Le processus de création du logiciel de reconnaissance faciale consiste à recueillir et ajouter à une base de données toutes les photographies et images extraites de vidéos librement accessibles sur lesquelles figurent des personnes. Des données biométriques en sont extraites et le logiciel développé permet ensuite d’effectuer une recherche par image, en l’occurrence avec la photographie de la personne que l’on cherche à identifier. Le résultat présente toutes les photographies stockées par Clearview sur lesquelles figure la personne, avec l’URL lié et les métadonnées de l’image, en particulier les données géographiques lorsque celles-ci sont disponibles.

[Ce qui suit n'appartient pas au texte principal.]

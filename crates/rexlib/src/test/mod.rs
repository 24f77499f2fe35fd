// Test module organization
pub mod mock_engine;
pub mod test_find;
pub mod test_flags;
pub mod test_split;
#[cfg(feature = "serde")]
pub mod test_serde;
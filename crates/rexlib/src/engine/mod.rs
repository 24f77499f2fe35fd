// Seam between the orchestration layer and a concrete regex engine
//
// Everything above this trait (find, gmatch, gsub, split, dfa_exec) only sees
// capture offsets, "no match", or an EngineError.

mod automata;

pub use automata::AutomataEngine;

use crate::flags::{CompileFlags, ExecFlags};
use crate::rex_error::EngineError;
use crate::rex_option::RexOption;
use crate::rex_pattern::CaptureSlot;

/// Outcome of a "match all" (DFA-style) attempt.
#[derive(Debug, Clone, PartialEq, Eq)]
pub enum MatchAll {
    NoMatch,
    /// The subject ends while a match is still possible.
    Partial,
    /// Every match starting at the leftmost matching position, longest first.
    Matched(Vec<CaptureSlot>),
}

pub trait Engine: Sized {
    fn compile(
        pattern: &str,
        cflags: CompileFlags,
        option: &RexOption,
    ) -> Result<Self, EngineError>;

    /// Number of explicit capture groups (slot 0 not included).
    fn capture_count(&self) -> usize;

    /// One match attempt starting at byte `offset` (`offset <= subject.len()`).
    /// On success the returned table has `capture_count() + 1` slots and
    /// slot 0 is valid.
    fn exec(
        &mut self,
        subject: &[u8],
        offset: usize,
        eflags: ExecFlags,
    ) -> Result<Option<Vec<CaptureSlot>>, EngineError>;

    fn match_all(
        &mut self,
        subject: &[u8],
        offset: usize,
        eflags: ExecFlags,
    ) -> Result<MatchAll, EngineError>;

    /// Offset of the next engine unit after `offset`.
    fn advance(&self, _subject: &[u8], offset: usize) -> usize {
        offset + 1
    }

    fn version() -> (u32, u32, u32);
}
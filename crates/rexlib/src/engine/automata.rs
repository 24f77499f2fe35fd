// regex-automata backend
//
// - meta::Regex answers exec() with capture offsets
// - when NOTEMPTY rejects an empty candidate, an anchored PikeVM with
//   MatchKind::All looks for the longest match at the same position
// - a dense DFA (MatchKind::All, anchored starts) answers match_all(): every
//   end offset reachable from one start position, plus partial detection when
//   the subject runs out while the DFA is still alive
// - the DFA is built on first use and kept for the handle's lifetime

use log::{debug, trace};
use regex_automata::{
    Anchored, Input, MatchKind,
    dfa::{Automaton, StartKind, dense},
    meta,
    nfa::thompson::{self, pikevm, pikevm::PikeVM},
    util::{captures::Captures, syntax},
};

use super::{Engine, MatchAll};
use crate::error_codes::*;
use crate::flags::{CompileFlags, ExecFlags};
use crate::rex_error::EngineError;
use crate::rex_option::RexOption;
use crate::rex_pattern::CaptureSlot;

const SUPPORTED_CFLAGS: CompileFlags = CompileFlags::CASELESS
    .union(CompileFlags::MULTILINE)
    .union(CompileFlags::DOTALL)
    .union(CompileFlags::EXTENDED)
    .union(CompileFlags::ANCHORED)
    .union(CompileFlags::UNGREEDY)
    .union(CompileFlags::RAW)
    .union(CompileFlags::OPTIMIZE)
    .union(CompileFlags::NEWLINE_LF);

const SUPPORTED_EFLAGS: ExecFlags = ExecFlags::ANCHORED
    .union(ExecFlags::NOTEMPTY)
    .union(ExecFlags::NOTEMPTY_ATSTART)
    .union(ExecFlags::PARTIAL)
    .union(ExecFlags::PARTIAL_HARD)
    .union(ExecFlags::NEWLINE_LF);

type DenseDfa = dense::DFA<Vec<u32>>;

/// Anchored longest-match searcher used to get past a rejected empty match.
struct Longest {
    vm: PikeVM,
    cache: pikevm::Cache,
    captures: Captures,
}

pub struct AutomataEngine {
    pattern: String,
    syntax: syntax::Config,
    regex: meta::Regex,
    captures: Captures,
    dfa: Option<DenseDfa>,
    longest: Option<Longest>,
    anchored: bool,
    utf8: bool,
    nfa_size_limit: Option<usize>,
    dfa_size_limit: Option<usize>,
}

impl Engine for AutomataEngine {
    fn compile(
        pattern: &str,
        cflags: CompileFlags,
        option: &RexOption,
    ) -> Result<Self, EngineError> {
        let unsupported = cflags.difference(SUPPORTED_CFLAGS);
        if !unsupported.is_empty() {
            return Err(EngineError::new(
                ERROR_COMPILE,
                format!("unsupported compile flags 0x{:x}", unsupported.bits()),
            ));
        }

        let utf8 = option.utf8 && !cflags.contains(CompileFlags::RAW);
        let syntax = syntax::Config::new()
            .case_insensitive(cflags.contains(CompileFlags::CASELESS))
            .multi_line(cflags.contains(CompileFlags::MULTILINE))
            .dot_matches_new_line(cflags.contains(CompileFlags::DOTALL))
            .ignore_whitespace(cflags.contains(CompileFlags::EXTENDED))
            .swap_greed(cflags.contains(CompileFlags::UNGREEDY))
            .unicode(utf8)
            .utf8(utf8);
        let config = meta::Config::new()
            .utf8_empty(utf8)
            .nfa_size_limit(option.nfa_size_limit);

        let regex = meta::Builder::new()
            .configure(config)
            .syntax(syntax)
            .build(pattern)
            .map_err(|err| compile_error(&err))?;
        let captures = regex.create_captures();
        debug!(
            "compiled pattern {:?} with {} groups",
            pattern,
            regex.captures_len().saturating_sub(1)
        );

        Ok(AutomataEngine {
            pattern: pattern.to_string(),
            syntax,
            regex,
            captures,
            dfa: None,
            longest: None,
            anchored: cflags.contains(CompileFlags::ANCHORED),
            utf8,
            nfa_size_limit: option.nfa_size_limit,
            dfa_size_limit: option.dfa_size_limit,
        })
    }

    fn capture_count(&self) -> usize {
        self.regex.captures_len().saturating_sub(1)
    }

    fn exec(
        &mut self,
        subject: &[u8],
        offset: usize,
        eflags: ExecFlags,
    ) -> Result<Option<Vec<CaptureSlot>>, EngineError> {
        check_eflags(eflags)?;
        let anchored = self.anchored || eflags.contains(ExecFlags::ANCHORED);
        let not_empty = eflags.contains(ExecFlags::NOTEMPTY);
        let not_empty_atstart = eflags.contains(ExecFlags::NOTEMPTY_ATSTART);

        let mut at = offset;
        loop {
            let input = Input::new(subject)
                .range(at..)
                .anchored(anchor_mode(anchored));
            self.regex.search_captures(&input, &mut self.captures);
            let Some(m) = self.captures.get_match() else {
                return Ok(None);
            };

            // NOTEMPTY: the empty candidate is rejected. A longer match may
            // still start at the same position behind a preferred empty one;
            // otherwise the scan resumes one unit later. An anchored attempt
            // has nowhere else to go.
            let rejected =
                m.is_empty() && (not_empty || (not_empty_atstart && m.start() == offset));
            if !rejected {
                return Ok(Some(capture_slots(&self.captures)));
            }
            let start = m.start();
            if let Some(slots) = self.longest_at(subject, start)? {
                trace!("empty match at {} replaced by a longer one", start);
                return Ok(Some(slots));
            }
            if anchored || start >= subject.len() {
                return Ok(None);
            }
            at = next_offset(self.utf8, subject, start);
            trace!("rejected empty match at {}, resuming at {}", start, at);
        }
    }

    fn match_all(
        &mut self,
        subject: &[u8],
        offset: usize,
        eflags: ExecFlags,
    ) -> Result<MatchAll, EngineError> {
        check_eflags(eflags)?;
        let anchored = self.anchored || eflags.contains(ExecFlags::ANCHORED);
        let not_empty = eflags.contains(ExecFlags::NOTEMPTY);
        let not_empty_atstart = eflags.contains(ExecFlags::NOTEMPTY_ATSTART);
        let want_partial =
            eflags.contains(ExecFlags::PARTIAL) || eflags.contains(ExecFlags::PARTIAL_HARD);
        let utf8 = self.utf8;

        let mut at = offset;
        if !anchored && !not_empty && !not_empty_atstart {
            // Jump straight to the leftmost start when a full match exists.
            let input = Input::new(subject).range(offset..);
            match self.regex.search(&input) {
                Some(m) => at = m.start(),
                None if !want_partial => return Ok(MatchAll::NoMatch),
                None => {}
            }
        }

        let dfa = self.dfa()?;
        let mut partial = false;
        loop {
            let walk = anchored_walk(dfa, subject, at)?;
            let mut ends: Vec<usize> = walk
                .ends
                .into_iter()
                .filter(|&end| {
                    end != at || !(not_empty || (not_empty_atstart && at == offset))
                })
                .collect();
            if !ends.is_empty() {
                ends.sort_unstable_by(|a, b| b.cmp(a));
                ends.dedup();
                return Ok(MatchAll::Matched(
                    ends.into_iter()
                        .map(|end| CaptureSlot::new(at, end))
                        .collect(),
                ));
            }
            if walk.alive && at < subject.len() {
                partial = true;
            }
            if anchored || at >= subject.len() {
                break;
            }
            at = next_offset(utf8, subject, at);
        }

        if partial && want_partial {
            Ok(MatchAll::Partial)
        } else {
            Ok(MatchAll::NoMatch)
        }
    }

    fn advance(&self, subject: &[u8], offset: usize) -> usize {
        next_offset(self.utf8, subject, offset)
    }

    fn version() -> (u32, u32, u32) {
        (0, 4, 9)
    }
}

impl AutomataEngine {
    /// Longest non-empty match starting exactly at `at`, if any.
    fn longest_at(
        &mut self,
        subject: &[u8],
        at: usize,
    ) -> Result<Option<Vec<CaptureSlot>>, EngineError> {
        let longest = self.longest()?;
        let input = Input::new(subject).range(at..).anchored(Anchored::Yes);
        longest
            .vm
            .search(&mut longest.cache, &input, &mut longest.captures);
        match longest.captures.get_match() {
            Some(m) if !m.is_empty() => Ok(Some(capture_slots(&longest.captures))),
            _ => Ok(None),
        }
    }

    fn longest(&mut self) -> Result<&mut Longest, EngineError> {
        let longest = match self.longest.take() {
            Some(longest) => longest,
            None => {
                debug!("building longest-match PikeVM for {:?}", self.pattern);
                let vm = PikeVM::builder()
                    .configure(PikeVM::config().match_kind(MatchKind::All))
                    .syntax(self.syntax)
                    .thompson(
                        thompson::Config::new()
                            .utf8(self.utf8)
                            .nfa_size_limit(self.nfa_size_limit),
                    )
                    .build(&self.pattern)
                    .map_err(|err| {
                        EngineError::new(ERROR_MATCH, format!("cannot build PikeVM: {}", err))
                    })?;
                Longest {
                    cache: vm.create_cache(),
                    captures: vm.create_captures(),
                    vm,
                }
            }
        };
        Ok(self.longest.insert(longest))
    }

    fn dfa(&mut self) -> Result<&DenseDfa, EngineError> {
        let dfa = match self.dfa.take() {
            Some(dfa) => dfa,
            None => {
                debug!("building match-all DFA for {:?}", self.pattern);
                dense::Builder::new()
                    .configure(
                        dense::Config::new()
                            .match_kind(MatchKind::All)
                            .start_kind(StartKind::Anchored)
                            .unicode_word_boundary(true)
                            .dfa_size_limit(self.dfa_size_limit)
                            .determinize_size_limit(self.dfa_size_limit),
                    )
                    .syntax(self.syntax)
                    .thompson(
                        thompson::Config::new()
                            .utf8(self.utf8)
                            .nfa_size_limit(self.nfa_size_limit),
                    )
                    .build(&self.pattern)
                    .map_err(|err| {
                        EngineError::new(ERROR_MATCH, format!("cannot build DFA: {}", err))
                    })?
            }
        };
        Ok(self.dfa.insert(dfa))
    }
}

struct Walk {
    /// End offsets of every match starting at the walk's origin.
    ends: Vec<usize>,
    /// The DFA never died before the subject ran out.
    alive: bool,
}

fn anchored_walk(dfa: &DenseDfa, subject: &[u8], at: usize) -> Result<Walk, EngineError> {
    let input = Input::new(subject).range(at..).anchored(Anchored::Yes);
    let mut sid = dfa
        .start_state_forward(&input)
        .map_err(|err| EngineError::new(ERROR_MATCH, err.to_string()))?;
    let mut ends = Vec::new();
    for (i, &byte) in subject[at..].iter().enumerate() {
        sid = dfa.next_state(sid, byte);
        if dfa.is_special_state(sid) {
            // Match states are reported one byte late.
            if dfa.is_match_state(sid) {
                ends.push(at + i);
            } else if dfa.is_dead_state(sid) {
                return Ok(Walk { ends, alive: false });
            } else if dfa.is_quit_state(sid) {
                return Err(EngineError::new(
                    ERROR_MATCH,
                    format!("DFA gave up on byte 0x{:02x} at offset {}", byte, at + i),
                ));
            }
        }
    }
    sid = dfa.next_eoi_state(sid);
    if dfa.is_match_state(sid) {
        ends.push(subject.len());
    }
    Ok(Walk { ends, alive: true })
}

fn capture_slots(captures: &Captures) -> Vec<CaptureSlot> {
    (0..captures.group_len())
        .map(|i| match captures.get_group(i) {
            Some(span) => CaptureSlot::new(span.start, span.end),
            None => CaptureSlot::UNSET,
        })
        .collect()
}

fn anchor_mode(anchored: bool) -> Anchored {
    if anchored { Anchored::Yes } else { Anchored::No }
}

fn check_eflags(eflags: ExecFlags) -> Result<(), EngineError> {
    let unsupported = eflags.difference(SUPPORTED_EFLAGS);
    if unsupported.is_empty() {
        Ok(())
    } else {
        Err(EngineError::new(
            ERROR_MATCH,
            format!("unsupported match flags 0x{:x}", unsupported.bits()),
        ))
    }
}

/// One character forward in UTF-8 mode, one byte otherwise.
fn next_offset(utf8: bool, subject: &[u8], offset: usize) -> usize {
    let mut next = offset + 1;
    if utf8 {
        while next < subject.len() && (subject[next] & 0xC0) == 0x80 {
            next += 1;
        }
    }
    next
}

fn compile_error(err: &meta::BuildError) -> EngineError {
    if let Some(syntax_err) = err.syntax_error() {
        let (code, message) = syntax_error_code(syntax_err);
        return EngineError::new(code, message);
    }
    if err.size_limit().is_some() {
        return EngineError::new(ERROR_EXPRESSION_TOO_LARGE, err.to_string());
    }
    EngineError::new(ERROR_COMPILE, err.to_string())
}

fn syntax_error_code(err: &regex_syntax::Error) -> (i32, String) {
    use regex_syntax::ast::ErrorKind as A;
    use regex_syntax::hir::ErrorKind as H;

    match err {
        regex_syntax::Error::Parse(e) => {
            let code = match e.kind() {
                A::CaptureLimitExceeded { .. } => ERROR_TOO_MANY_SUBPATTERNS,
                A::ClassEscapeInvalid { .. } => ERROR_INVALID_ESCAPE_IN_CHARACTER_CLASS,
                A::ClassRangeInvalid { .. } => ERROR_RANGE_OUT_OF_ORDER,
                A::ClassUnclosed { .. } => ERROR_UNTERMINATED_CHARACTER_CLASS,
                A::EscapeUnexpectedEof { .. } => ERROR_STRAY_BACKSLASH,
                A::EscapeUnrecognized { .. } => ERROR_UNRECOGNIZED_ESCAPE,
                A::FlagUnrecognized { .. } => ERROR_UNRECOGNIZED_CHARACTER,
                A::GroupNameDuplicate { .. } => ERROR_DUPLICATE_SUBPATTERN_NAME,
                A::GroupUnclosed { .. } | A::GroupUnopened { .. } => {
                    ERROR_UNMATCHED_PARENTHESIS
                }
                A::NestLimitExceeded { .. } => ERROR_EXPRESSION_TOO_LARGE,
                A::RepetitionCountInvalid { .. } => ERROR_QUANTIFIERS_OUT_OF_ORDER,
                A::RepetitionMissing { .. } => ERROR_NOTHING_TO_REPEAT,
                A::UnicodeClassInvalid { .. } => ERROR_UNKNOWN_PROPERTY,
                A::UnsupportedBackreference { .. } => ERROR_INEXISTENT_SUBPATTERN_REFERENCE,
                A::UnsupportedLookAround { .. } => ERROR_ASSERTION_EXPECTED,
                _ => ERROR_COMPILE,
            };
            (code, e.kind().to_string())
        }
        regex_syntax::Error::Translate(e) => {
            let code = match e.kind() {
                H::UnicodePropertyNotFound { .. } | H::UnicodePropertyValueNotFound { .. } => {
                    ERROR_UNKNOWN_PROPERTY
                }
                _ => ERROR_COMPILE,
            };
            (code, e.kind().to_string())
        }
        _ => (ERROR_COMPILE, err.to_string()),
    }
}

Ce procédé a permis à Clearview d’enregistrer jusqu’à maintenant environ dix milliards d’images. À titre de comparaison, le FBI n’aurait en sa possession « que » 411 millions d’images, soit environ 24 fois moins (New York Times du 18 janvier 2020).
L’application du RGPD
Comme la société Clearview AI n’est pas établie et n’offre pas ses services dans l’UE (art. 3 par. 2 let. a RGPD), mais traite néanmoins des données personnelles relatives à des personnes concernées se trouvant sur le territoire de l’Union, la CNIL examine dans un premier temps si son activité pouvait être qualifiée de suivi comportemental au sens de l’art. 3 par. 2 let. b RGPD.
Ainsi, la CNIL a tout d’abord constaté que Clearview traitait effectivement des données personnelles, à savoir les photographies sur lesquelles apparaissent des personnes et les données biométriques qui en ont été extraites. En outre, une partie de ces personnes se trouvaient sur le territoire de l’UE.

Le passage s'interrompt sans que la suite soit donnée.